### Instructions for the task
Among the entries below, find each line with "return" and show it.

### Data for processing

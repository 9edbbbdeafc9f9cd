use std::collections::BTreeSet;

use indexmap::IndexMap;

use crate::{
    compile,
    glyph::Glyph,
    outline::{ShapeKeyword, ASCENDER, DESCENDER, UNITS_PER_EM},
    GlossforgeError,
};

/// Family name used when sanitization leaves nothing behind.
const FALLBACK_FAMILY_NAME: &str = "Conlang";
/// OpenType family names get unwieldy beyond this.
const MAX_FAMILY_NAME_LEN: usize = 50;

/// An assembled font, ready for binary compilation.
///
/// Built once per request from a fresh alphabet mapping, serialized
/// immediately, then discarded. The glyph list invariant: the codepoint-less
/// fallback first, then character glyphs in ascending codepoint order.
#[derive(Debug, Clone)]
pub struct ScriptFont {
    pub family_name: String,
    pub style_name: String,
    pub units_per_em: u16,
    pub ascender: i16,
    pub descender: i16,
    pub glyphs: Vec<Glyph>,
}

impl ScriptFont {
    /// Assemble the glyph set for `mapping`.
    ///
    /// Every Latin letter A–Z/a–z gets a glyph whether or not the mapping
    /// covers it; characters the mapping introduces beyond that range are
    /// included too. Ordering is fixed by ascending codepoint so identical
    /// input always produces an identical font.
    pub fn new(display_name: &str, mapping: &IndexMap<String, String>) -> Self {
        let mut characters: BTreeSet<char> = ('A'..='Z').chain('a'..='z').collect();
        // Only a key's first character is meaningful; the set dedups any
        // collision with the Latin range.
        characters.extend(mapping.keys().filter_map(|key| key.chars().next()));

        let mut glyphs = vec![Glyph::notdef()];
        glyphs.extend(
            characters
                .iter()
                .map(|&ch| Glyph::for_char(ch, resolve_shape(mapping, ch))),
        );

        ScriptFont {
            family_name: sanitize_family_name(display_name),
            style_name: "Regular".to_string(),
            units_per_em: UNITS_PER_EM,
            ascender: ASCENDER,
            descender: DESCENDER,
            glyphs,
        }
    }

    /// Serialize to a binary TrueType font.
    pub fn compile(&self) -> Result<Vec<u8>, GlossforgeError> {
        compile::compile(self)
    }
}

/// Build a font for `mapping` and return the raw bytes.
pub fn build_font(
    display_name: &str,
    mapping: &IndexMap<String, String>,
) -> Result<Vec<u8>, GlossforgeError> {
    let font = ScriptFont::new(display_name, mapping);
    log::info!(
        "Compiling font '{}' with {} glyphs",
        font.family_name,
        font.glyphs.len()
    );
    font.compile()
}

/// Strip whitespace, cap the length, and never return an empty name.
pub fn sanitize_family_name(name: &str) -> String {
    let stripped: String = name
        .chars()
        .filter(|c| !c.is_whitespace())
        .take(MAX_FAMILY_NAME_LEN)
        .collect();
    if stripped.is_empty() {
        FALLBACK_FAMILY_NAME.to_string()
    } else {
        stripped
    }
}

// Mapping lookup order: the exact character, its uppercase form, its
// lowercase form, then the default shape.
fn resolve_shape(mapping: &IndexMap<String, String>, ch: char) -> ShapeKeyword {
    mapping
        .get(&ch.to_string())
        .or_else(|| mapping.get(&ch.to_uppercase().to_string()))
        .or_else(|| mapping.get(&ch.to_lowercase().to_string()))
        .map(|shape| ShapeKeyword::from(shape.as_str()))
        .unwrap_or_default()
}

### Solution for this problem
/// Build a font for `mapping` and return the raw bytes.
/// Strip whitespace, cap the length, and never return an empty name.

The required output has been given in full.